QEGS Reunion 2014 declined
Please accept my apologies for the late reply. Part of the explanation for the delay has been my preoccupation with a medical problem. However, the main reason for my inability to respond till now is my quandary over the two very contrasting feelings I have in relation to my time at QEGS. Like too many of us from working class backgrounds who passed the scholarship, I was unprepared for my confrontation with the pseudo public school culture of the grammar school that was so alien and unsympathetic to my way of life. Thus, on one level I associate the school with the pain of deep personal humiliation, guilt and regret; a place where I developed a distorted persona to counter something that until then had been foreign to me, the prolonged experience of underperformance and failure (the sports field apart). During those years I became a stranger to myself, gaining self-respect from stupid bravado which sanctioned fooling about as opposed to working hard to get good marks. The school (teachers) simply reinforced this process. Thus, I was mostly at odds with those who were supposed to teach and help me: Jacky Dodds (biologist) is the only member of staff I recall with any respect or affection, the sting of the tube from a Bunsen burner apart.

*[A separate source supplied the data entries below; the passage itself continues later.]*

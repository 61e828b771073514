//! WebSocket relay transport.
//!
//! [`WsTransport`] runs one background task per connection generation. The
//! task connects, forwards outbound frames, decodes inbound frames into
//! [`ServerEvent`]s and reports everything it sees on a shared event channel,
//! tagged with its [`ConnectionId`]. When the socket drops it retries with
//! jittered exponential backoff until the generation is closed.

use std::time::Duration;

use futures::{SinkExt, StreamExt};
use rand::Rng;
use reqwest::Url;
use tokio::sync::mpsc;
use tokio::task::JoinHandle;
use tokio_tungstenite::connect_async;
use tokio_tungstenite::tungstenite::Message;
use tracing::{debug, info, trace, warn};
use wayfarer_types::{
    ClientEvent, DISPLAY_NAME_PARAM, Handshake, PARTICIPANT_ID_PARAM, ServerEvent,
};

use crate::error::TransportError;
use crate::relay::{ConnectionId, RelayTransport, TransportEvent};

/// Sending half of the transport event channel.
pub type EventSink = mpsc::UnboundedSender<(ConnectionId, TransportEvent)>;

/// Receiving half of the transport event channel.
pub type EventSource = mpsc::UnboundedReceiver<(ConnectionId, TransportEvent)>;

/// Create the channel a transport reports on.
pub fn event_channel() -> (EventSink, EventSource) {
    mpsc::unbounded_channel()
}

/// Exponential backoff with jitter.
#[derive(Debug, Clone, Copy, PartialEq)]
pub struct ReconnectPolicy {
    /// Delay before the first retry.
    pub initial: Duration,
    /// Upper bound on the un-jittered delay.
    pub max: Duration,
    /// Fractional jitter applied either side of the delay (0.5 = ±50 %).
    pub jitter: f64,
}

impl Default for ReconnectPolicy {
    fn default() -> Self {
        Self {
            initial: Duration::from_secs(1),
            max: Duration::from_secs(5),
            jitter: 0.5,
        }
    }
}

impl ReconnectPolicy {
    /// Un-jittered delay before retry number `attempt` (1-based).
    pub fn base_delay(&self, attempt: u32) -> Duration {
        let doublings = attempt.saturating_sub(1).min(16);
        self.initial
            .saturating_mul(2_u32.saturating_pow(doublings))
            .min(self.max)
    }

    /// Jittered delay before retry number `attempt`.
    pub fn delay(&self, attempt: u32) -> Duration {
        let base = self.base_delay(attempt);
        let jitter = self.jitter.clamp(0.0, 1.0);
        if jitter <= 0.0 {
            return base;
        }
        let factor = rand::rng().random_range((1.0 - jitter)..=(1.0 + jitter));
        base.mul_f64(factor)
    }
}

struct Session {
    id: ConnectionId,
    outbound: mpsc::UnboundedSender<String>,
    task: JoinHandle<()>,
}

/// tokio-tungstenite implementation of [`RelayTransport`].
pub struct WsTransport {
    relay_url: String,
    policy: ReconnectPolicy,
    events: EventSink,
    session: Option<Session>,
}

impl WsTransport {
    /// Transport for the relay at `relay_url` reporting on `events`.
    pub fn new(relay_url: impl Into<String>, events: EventSink) -> Self {
        Self {
            relay_url: relay_url.into(),
            policy: ReconnectPolicy::default(),
            events,
            session: None,
        }
    }

    /// Override the reconnect policy.
    #[must_use]
    pub fn with_policy(mut self, policy: ReconnectPolicy) -> Self {
        self.policy = policy;
        self
    }

    /// Whether a connection task is running.
    pub const fn is_open(&self) -> bool {
        self.session.is_some()
    }
}

impl RelayTransport for WsTransport {
    fn open(&mut self, id: ConnectionId, handshake: &Handshake) {
        self.close();

        let url = match handshake_url(&self.relay_url, handshake) {
            Ok(url) => url,
            Err(e) => {
                warn!(url = %self.relay_url, error = %e, "invalid relay url");
                let _ = self
                    .events
                    .send((id, TransportEvent::ConnectError(format!("invalid relay url: {e}"))));
                return;
            }
        };

        let (outbound, outbound_rx) = mpsc::unbounded_channel();
        let task = tokio::spawn(run_connection(
            url,
            id,
            self.policy,
            self.events.clone(),
            outbound_rx,
        ));
        self.session = Some(Session { id, outbound, task });
    }

    fn close(&mut self) {
        if let Some(session) = self.session.take() {
            debug!(connection = %session.id, "closing relay transport");
            session.task.abort();
        }
    }

    fn send(&mut self, event: ClientEvent) -> Result<(), TransportError> {
        let session = self.session.as_ref().ok_or(TransportError::Closed)?;
        let frame =
            serde_json::to_string(&event).map_err(|e| TransportError::Encode(e.to_string()))?;
        session
            .outbound
            .send(frame)
            .map_err(|_closed| TransportError::Closed)
    }
}

impl Drop for WsTransport {
    fn drop(&mut self) {
        self.close();
    }
}

impl core::fmt::Debug for WsTransport {
    fn fmt(&self, f: &mut core::fmt::Formatter<'_>) -> core::fmt::Result {
        f.debug_struct("WsTransport")
            .field("relay_url", &self.relay_url)
            .field("policy", &self.policy)
            .field("session", &self.session.as_ref().map(|s| s.id))
            .finish_non_exhaustive()
    }
}

/// Append the handshake query parameters to the relay URL.
pub fn handshake_url(relay_url: &str, handshake: &Handshake) -> Result<Url, String> {
    let mut url = Url::parse(relay_url).map_err(|e| e.to_string())?;
    url.query_pairs_mut()
        .append_pair(PARTICIPANT_ID_PARAM, handshake.participant_id.as_str())
        .append_pair(DISPLAY_NAME_PARAM, &handshake.display_name);
    Ok(url)
}

/// Why an open connection ended.
enum Ended {
    /// The owning transport went away.
    Closed,
    /// The socket failed or the relay hung up.
    Lost(String),
}

/// Connection task for one generation. Runs until aborted or until the
/// event channel closes.
async fn run_connection(
    url: Url,
    id: ConnectionId,
    policy: ReconnectPolicy,
    events: EventSink,
    mut outbound: mpsc::UnboundedReceiver<String>,
) {
    let mut attempt: u32 = 0;
    let mut has_connected = false;

    loop {
        match connect_async(url.as_str()).await {
            Ok((socket, _response)) => {
                attempt = 0;
                has_connected = true;

                let mut discarded: usize = 0;
                while outbound.try_recv().is_ok() {
                    discarded = discarded.saturating_add(1);
                }
                if discarded > 0 {
                    debug!(connection = %id, discarded, "dropped frames queued while offline");
                }

                info!(connection = %id, "relay socket open");
                if events.send((id, TransportEvent::Connected)).is_err() {
                    return;
                }

                match pump(socket, id, &events, &mut outbound).await {
                    Ended::Closed => return,
                    Ended::Lost(reason) => {
                        warn!(connection = %id, %reason, "relay socket lost");
                        if events.send((id, TransportEvent::Dropped(reason))).is_err() {
                            return;
                        }
                    }
                }
            }
            Err(e) => {
                debug!(connection = %id, error = %e, "relay connect failed");
                if events
                    .send((id, TransportEvent::ConnectError(e.to_string())))
                    .is_err()
                {
                    return;
                }
            }
        }

        attempt = attempt.saturating_add(1);
        if has_connected
            && events
                .send((id, TransportEvent::Reconnecting { attempt }))
                .is_err()
        {
            return;
        }
        let delay = policy.delay(attempt);
        trace!(connection = %id, attempt, delay_ms = delay.as_millis(), "waiting before reconnect");
        tokio::time::sleep(delay).await;
    }
}

/// Shuttle frames in both directions until the socket ends.
async fn pump<S>(
    socket: S,
    id: ConnectionId,
    events: &EventSink,
    outbound: &mut mpsc::UnboundedReceiver<String>,
) -> Ended
where
    S: futures::Stream<Item = Result<Message, tokio_tungstenite::tungstenite::Error>>
        + futures::Sink<Message, Error = tokio_tungstenite::tungstenite::Error>
        + Unpin,
{
    let (mut sink, mut stream) = socket.split();

    loop {
        tokio::select! {
            frame = outbound.recv() => {
                let Some(frame) = frame else {
                    let _ = sink.close().await;
                    return Ended::Closed;
                };
                if let Err(e) = sink.send(Message::Text(frame)).await {
                    return Ended::Lost(e.to_string());
                }
            }
            msg = stream.next() => {
                match msg {
                    Some(Ok(Message::Text(text))) => {
                        match serde_json::from_str::<ServerEvent>(&text) {
                            Ok(event) => {
                                if events.send((id, TransportEvent::Event(event))).is_err() {
                                    return Ended::Closed;
                                }
                            }
                            Err(e) => warn!(connection = %id, error = %e, "undecodable relay frame"),
                        }
                    }
                    Some(Ok(Message::Ping(data))) => {
                        let _ = sink.send(Message::Pong(data)).await;
                    }
                    Some(Ok(Message::Close(_))) | None => {
                        return Ended::Lost(String::from("relay closed the connection"));
                    }
                    Some(Ok(_)) => {}
                    Some(Err(e)) => return Ended::Lost(e.to_string()),
                }
            }
        }
    }
}

#[cfg(test)]
mod tests {
    #![allow(clippy::unwrap_used)]

    use wayfarer_types::ParticipantId;

    use super::*;

    #[test]
    fn backoff_doubles_up_to_cap() {
        let policy = ReconnectPolicy::default();
        assert_eq!(policy.base_delay(1), Duration::from_secs(1));
        assert_eq!(policy.base_delay(2), Duration::from_secs(2));
        assert_eq!(policy.base_delay(3), Duration::from_secs(4));
        assert_eq!(policy.base_delay(4), Duration::from_secs(5));
        assert_eq!(policy.base_delay(40), Duration::from_secs(5));
    }

    #[test]
    fn jitter_stays_within_half() {
        let policy = ReconnectPolicy::default();
        for attempt in 1..=6 {
            let base = policy.base_delay(attempt);
            let delay = policy.delay(attempt);
            assert!(delay >= base.mul_f64(0.5));
            assert!(delay <= base.mul_f64(1.5));
        }
    }

    #[test]
    fn no_jitter_is_exact() {
        let policy = ReconnectPolicy {
            jitter: 0.0,
            ..ReconnectPolicy::default()
        };
        assert_eq!(policy.delay(2), Duration::from_secs(2));
    }

    #[test]
    fn handshake_is_encoded_in_query() {
        let handshake = Handshake {
            participant_id: ParticipantId::new("p-1"),
            display_name: String::from("Asha R"),
        };
        let url = handshake_url("ws://localhost:3001/ws/location", &handshake).unwrap();
        assert_eq!(
            url.as_str(),
            "ws://localhost:3001/ws/location?participantId=p-1&name=Asha+R"
        );
        assert!(handshake_url("not a url", &handshake).is_err());
    }

    #[tokio::test]
    async fn send_without_session_is_closed() {
        let (sink, _source) = event_channel();
        let mut transport = WsTransport::new("ws://127.0.0.1:1/ws/location", sink);
        let sample = wayfarer_types::PositionSample::new(ParticipantId::new("A"), 0.0, 0.0, 1.0, 1);
        assert_eq!(
            transport.send(ClientEvent::LocationUpdate(sample)),
            Err(TransportError::Closed)
        );
    }

    #[tokio::test]
    async fn refused_connection_reports_connect_error() {
        let listener = std::net::TcpListener::bind("127.0.0.1:0").unwrap();
        let port = listener.local_addr().unwrap().port();
        drop(listener);

        let (sink, mut source) = event_channel();
        let mut transport = WsTransport::new(format!("ws://127.0.0.1:{port}/ws/location"), sink);
        let handshake = Handshake {
            participant_id: ParticipantId::new("A"),
            display_name: String::new(),
        };
        transport.open(ConnectionId::new(7), &handshake);

        let (id, event) = source.recv().await.unwrap();
        assert_eq!(id, ConnectionId::new(7));
        assert!(matches!(event, TransportEvent::ConnectError(_)));
        transport.close();
        assert!(!transport.is_open());
    }
}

However, rather perversely, I also remember these days with great joy. I was privileged (I must confess that at more sober moments I find this conclusion somewhat suspect considering the above) to find comfort in a profound camaraderie with a group of ‘lads’, reprobates all, (alphabetically by surname of course) from A to W, with whom I fooled around in class and corridors, played sport, frequented Smith’s record department and the Pit on a Saturday morning with the hope of meeting some birds. These memories of our time together occasionally bring tears to my eyes: to paraphrase Dickens – they were the very best and the very worst of times – thank you all! But nothing can bring these back.
Since those days I have gone some way towards putting the record straight and become more me, finding self-respect in less self-destructive ways, although scars from the damage done during those years at QEGS never quite heal. However, unlike our self-imagery, those very best and worst of times can never be resurrected, and should perhaps be left to languish warmly in the past until some alcoholic night when they emerge without warning, amongst newer friends and strangers, to re-people the present with those of the past, those beautiful ‘unreliable memoirs’.
I can relate to this Pete
Dave, I’m pleased you found it useful.